U.S. governors meeting in Rhode Island say they're frustrated more progress hasn't been made in combatting the opioid overdose epidemic and they share a sense of urgency in addressing it.

More than 20 governors discussed ways to curb opioid abuse Thursday during the National Governors Association summer meeting in Providence.

Democratic North Carolina Gov. Roy Cooper told the other governors he has "had enough" and he knows they have too.

Republican Massachusetts Gov. Charlie Baker spoke about how crucial it is to address the overprescribing of prescription pain medications in the U.S.

Several governors stressed the importance of attacking the problem from multiple angles, including prevention, education, treatment and law enforcement.

The acting director of the White House Office of National Drug Control Policy moderated the discussion.


3:15 p.m.

U.S. governors meeting in Rhode Island are having mixed reactions to the unveiling of the new health care bill, with some Democrats calling it a nonstarter and some Republicans heralding it as progress.

Senate Republican leader Mitch McConnell released the bill Thursday. It would allow insurers to sell low-cost, skimpy policies and would add billions to combat opioid abuse and help states rein in consumers' skyrocketing insurance costs.

Virginia Democratic Gov. Terry McAuliffe says the president promised that everybody would get coverage, it would cost less and there would be better results. He says the new plan doesn't do any of that.

But Republican Govs. Matt Bevin, of Kentucky, and Asa Hutchinson, of Arkansas, say the new bill represents progress. Bevin says he thinks it puts more of an emphasis on state control and flexibility to design health care programs.


8:30 a.m.

Some of the nation's governors are meeting this week in Rhode Island to discuss the biggest challenges facing their states.

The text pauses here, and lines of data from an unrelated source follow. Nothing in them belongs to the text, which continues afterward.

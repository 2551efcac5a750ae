use std::sync::Arc;

use async_trait::async_trait;
use chrono::{Datelike, NaiveDate};
use reqwest::Client;
use tracing::{info, warn};

use warta_core::{DigestStore, Error, Result};

use crate::api::{DocsApi, DriveApi, GoogleDocs, GoogleDrive};
use crate::auth::GoogleAuth;
use crate::markdown::markdown_to_plain_text;

/// Publishes the digest into a year/month folder tree on Drive,
/// falling back to simpler creation strategies when a step fails.
pub struct DrivePublisher {
    drive: Arc<dyn DriveApi>,
    docs: Arc<dyn DocsApi>,
    root_folder: String,
}

impl DrivePublisher {
    /// Build against the real Drive and Docs services. Requires
    /// `GOOGLE_CREDENTIALS_JSON` and `GOOGLE_DRIVE_FOLDER_ID`.
    pub fn from_env() -> Result<Self> {
        let root_folder = std::env::var("GOOGLE_DRIVE_FOLDER_ID")
            .ok()
            .filter(|value| !value.is_empty())
            .ok_or_else(|| Error::Config("GOOGLE_DRIVE_FOLDER_ID is not set".to_string()))?;

        let auth = Arc::new(GoogleAuth::from_env()?);
        let client = Client::new();

        info!("✅ Google Drive & Docs clients initialized");

        Ok(Self::new(
            Arc::new(GoogleDrive::new(client.clone(), auth.clone())),
            Arc::new(GoogleDocs::new(client, auth)),
            root_folder,
        ))
    }

    pub fn new(drive: Arc<dyn DriveApi>, docs: Arc<dyn DocsApi>, root_folder: String) -> Self {
        Self {
            drive,
            docs,
            root_folder,
        }
    }

    /// Find or create `name` under `parent_id`. Any failure degrades
    /// to the parent itself so publishing can continue.
    async fn folder_or_parent(&self, name: &str, parent_id: &str) -> String {
        match self.drive.find_folder(name, parent_id).await {
            Ok(Some(id)) => id,
            Ok(None) => match self.drive.create_folder(name, parent_id).await {
                Ok(id) => {
                    info!("📁 Folder '{}' created", name);
                    id
                }
                Err(e) => {
                    warn!("✗ Could not create folder '{}': {}", name, e);
                    parent_id.to_string()
                }
            },
            Err(e) => {
                warn!("✗ Folder lookup for '{}' failed: {}", name, e);
                parent_id.to_string()
            }
        }
    }

    async fn resolve_month_folder(&self, date: NaiveDate) -> String {
        let year = date.year().to_string();
        let month = date.format("%B").to_string();

        let year_folder = self.folder_or_parent(&year, &self.root_folder).await;
        self.folder_or_parent(&month, &year_folder).await
    }

    /// Parented create first; when that fails, create through the docs
    /// service and move the result into place.
    async fn create_document(&self, title: &str, folder_id: &str) -> Result<String> {
        match self.drive.create_document(title, folder_id).await {
            Ok(id) => Ok(id),
            Err(e) => {
                warn!("✗ Parented document create failed: {}", e);
                info!("🔄 Trying the docs service instead...");

                let id = self.docs.create_document(title).await?;
                if let Err(e) = self.drive.move_file(&id, folder_id).await {
                    // Not critical: the document exists, just not in
                    // the right folder.
                    warn!("✗ Could not move document into folder: {}", e);
                }
                Ok(id)
            }
        }
    }
}

#[async_trait]
impl DigestStore for DrivePublisher {
    async fn create_and_save(&self, content: &str, date: NaiveDate) -> Result<String> {
        info!("📝 Creating document for {}...", date.format("%Y-%m-%d"));

        let folder_id = self.resolve_month_folder(date).await;
        let title = format!("AI News Digest - {}", date.format("%Y-%m-%d"));
        let plain_text = markdown_to_plain_text(content);

        match self.create_document(&title, &folder_id).await {
            Ok(doc_id) => match self.docs.insert_text(&doc_id, &plain_text).await {
                Ok(()) => {
                    info!("✅ Document created: {}", title);
                    return Ok(format!("https://docs.google.com/document/d/{doc_id}/edit"));
                }
                Err(e) => warn!("✗ Could not insert content: {}", e),
            },
            Err(e) => warn!("✗ Document creation failed: {}", e),
        }

        info!("🆘 Falling back to a plain-text file...");
        let file_id = self
            .drive
            .upload_text_file(&format!("{title}.txt"), &folder_id, &plain_text)
            .await
            .map_err(|e| Error::Publish(format!("every creation strategy failed: {e}")))?;

        info!("✅ Plain-text fallback uploaded");
        Ok(format!("https://drive.google.com/file/d/{file_id}/view"))
    }
}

Some issues include the possibility of major changes to Medicaid and states' health insurances marketplaces under the Republican health care plan in Congress, the ongoing opioid epidemic and the impact of climate change.

The National Governors Association is holding three days of meetings in Providence, beginning Thursday.

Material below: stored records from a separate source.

use async_trait::async_trait;
use chrono::NaiveDate;

use crate::Result;

#[async_trait]
pub trait DigestStore: Send + Sync {
    /// Persist the digest for `date` somewhere durable and return a
    /// URL a reader can open.
    async fn create_and_save(&self, content: &str, date: NaiveDate) -> Result<String>;
}
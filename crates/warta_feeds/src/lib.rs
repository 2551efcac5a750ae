pub mod collector;
pub mod feed;
pub mod newsapi;
pub mod sources;
pub mod verify;

pub use collector::{Collector, INTERNATIONAL_LIMIT, NATIONAL_LIMIT};
pub use newsapi::NewsApiClient;
pub use sources::{default_feeds, FeedSource};
pub use verify::Verifier;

Vice President Mike Pence and Canadian Prime Minister Justin Trudeau are expected to address the gathering.

Governors from more than 30 states, Puerto Rico and the U.S. Virgin Islands have said they'll attend.

Meanwhile, Senate Majority Leader Mitch McConnell plans to introduce a revised health care bill Thursday that the vice president says will "begin the end" of former President Barack Obama's health care law.